Poco antes del amanecer vinieron a despertarle. En ese mismo instante comprobó que habían detenido la marcha, y cuando salió a cubierta vio que el Laya ya estaba fondeado en aguas de Afrau. La posición, más pequeña que Sidi Dris, estaba igualmente sitiada, aunque la intensidad del fuego que hacían sobre ella era mucho menor. A aquella hora sólo había tiros sueltos, a los que desde la posición apenas contestaban Vio que las dos piezas de la toldilla del Laya estaban apuntadas hacia tierra, pero los hombres somnolientos que las atendían se mantenían inmóviles, aguardando órdenes. El alférez tuvo un escalofrío. Durante el día el calor era espantoso, pero de noche, y especialmente cuando ya se acercaba la amanecida, el frescor de la mar le calaba a uno los huesos. Al volverse y ver la proa del barco apuntando a la aurora, Veiga notó una difusa sensación de bienestar. Haciendo un pequeño esfuerzo, hasta podían dejar de oírse los disparos en la costa. Probó a creer que nada había pasado y que aquél era un relevo rutinario, como tantos otros que había hecho despreocupadamente en las últimas semanas. Alargó el espejismo con voluptuosidad, mientras subía hacia el puente.
Desde allí, Veiga contempló adormilado el clarear del alba. Surgió al fin el disco rojo del sol, que dibujó primero la sombra de los dos cañones de proa y les arrancó después un cálido reflejo metálico. Entonces, instintivamente, Veiga se volvió hacia tierra y vio la costa que tornaba a alzarse en el horizonte, con su aridez y su agria promesa de muerte para todos.
En cuanto hubo luz suficiente, intentaron comunicar con la posición. Los moros, quizá percatándose de lo que se estaba preparando, aprovecharon el instante para intensificar su ataque. Con ello marcaban de paso el funesto inicio de una nueva jornada de asedio para los soldados de Afrau. Desde el Laya, apenas pudo advertirse aquel movimiento enemigo alrededor de la posición, se decidió intervenir. Los cañones arrojaron sobre los atacantes una lluvia de metralla y las dos piezas de la posición remataron la faena. Con ello se ganó el respiro necesario para poder intercambiar las señales.
Trataron de transmitir a la posición el plan de actuación que había sido ordenado por el Alto Comisario. Pero desde el principio recibieron desde tierra respuestas anómalas y totalmente ininteligibles. Probaron una y otra vez, sin el menor resultado. Al fin hubieron de rendirse a la evidencia: los códigos de señales no eran comunes, así que les iba a ser imposible entenderse con ellos. El hecho, intolerable e insólito, indicaba hasta qué punto llegaba en aquel ejército desguazado la desorganización. Pero esto no era una consecuencia, sino la raíz misma del desastre.
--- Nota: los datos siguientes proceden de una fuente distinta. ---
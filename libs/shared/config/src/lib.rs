use std::env;
use tracing::warn;

/// Hours before the scheduled time under which a cancellation counts as late.
pub const DEFAULT_LATE_CANCELLATION_WINDOW_HOURS: i64 = 24;

#[derive(Debug, Clone)]
pub struct AppConfig {
    pub supabase_url: String,
    pub supabase_anon_key: String,
    pub supabase_jwt_secret: String,
    pub late_cancellation_window_hours: i64,
}

impl AppConfig {
    pub fn from_env() -> Self {
        let config = Self {
            supabase_url: env::var("SUPABASE_URL")
                .unwrap_or_else(|_| {
                    warn!("SUPABASE_URL not set, using empty value");
                    String::new()
                }),
            supabase_anon_key: env::var("SUPABASE_ANON_PUBLIC_KEY")
                .unwrap_or_else(|_| {
                    warn!("SUPABASE_ANON_PUBLIC_KEY not set, using empty value");
                    String::new()
                }),
            supabase_jwt_secret: env::var("SUPABASE_JWT_SECRET")
                .unwrap_or_else(|_| {
                    warn!("SUPABASE_JWT_SECRET not set, using empty value");
                    String::new()
                }),
            late_cancellation_window_hours: env::var("LATE_CANCELLATION_WINDOW_HOURS")
                .ok()
                .and_then(|v| v.parse().ok())
                .unwrap_or_else(|| {
                    warn!(
                        "LATE_CANCELLATION_WINDOW_HOURS not set, using default of {}",
                        DEFAULT_LATE_CANCELLATION_WINDOW_HOURS
                    );
                    DEFAULT_LATE_CANCELLATION_WINDOW_HOURS
                }),
        };

        if !config.is_configured() {
            warn!("Application not fully configured - missing environment variables");
        }

        config
    }

    pub fn is_configured(&self) -> bool {
        !self.supabase_url.is_empty()
            && !self.supabase_anon_key.is_empty()
            && !self.supabase_jwt_secret.is_empty()
    }
}
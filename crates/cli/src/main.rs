use anyhow::Result;
use clap::Parser;

use schemegen::Cli;

fn main() -> Result<()> {
    // Initialize tracing based on RUST_LOG env var; stdout is reserved for
    // rendered output
    tracing_subscriber::fmt()
        .with_env_filter(tracing_subscriber::EnvFilter::from_default_env())
        .with_writer(std::io::stderr)
        .init();

    Cli::parse().command.execute()
}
El comandante, tras comprobar la discrepancia de códigos, dijo:
– Sólo podemos esperar que sea posible comunicar con ellos por radiotelégrafo. Habrá que emitir el mensaje y ver si lo captan.
– ¿Y mientras tanto? -preguntó el segundo oficial.
– Mientras tanto nos quedamos aquí -repuso el comandante-.Y adivinamos cuándo les hacemos falta y entonces bombardeamos. Han estado solos hasta ahora. Que sientan que alguien se preocupa de ellos.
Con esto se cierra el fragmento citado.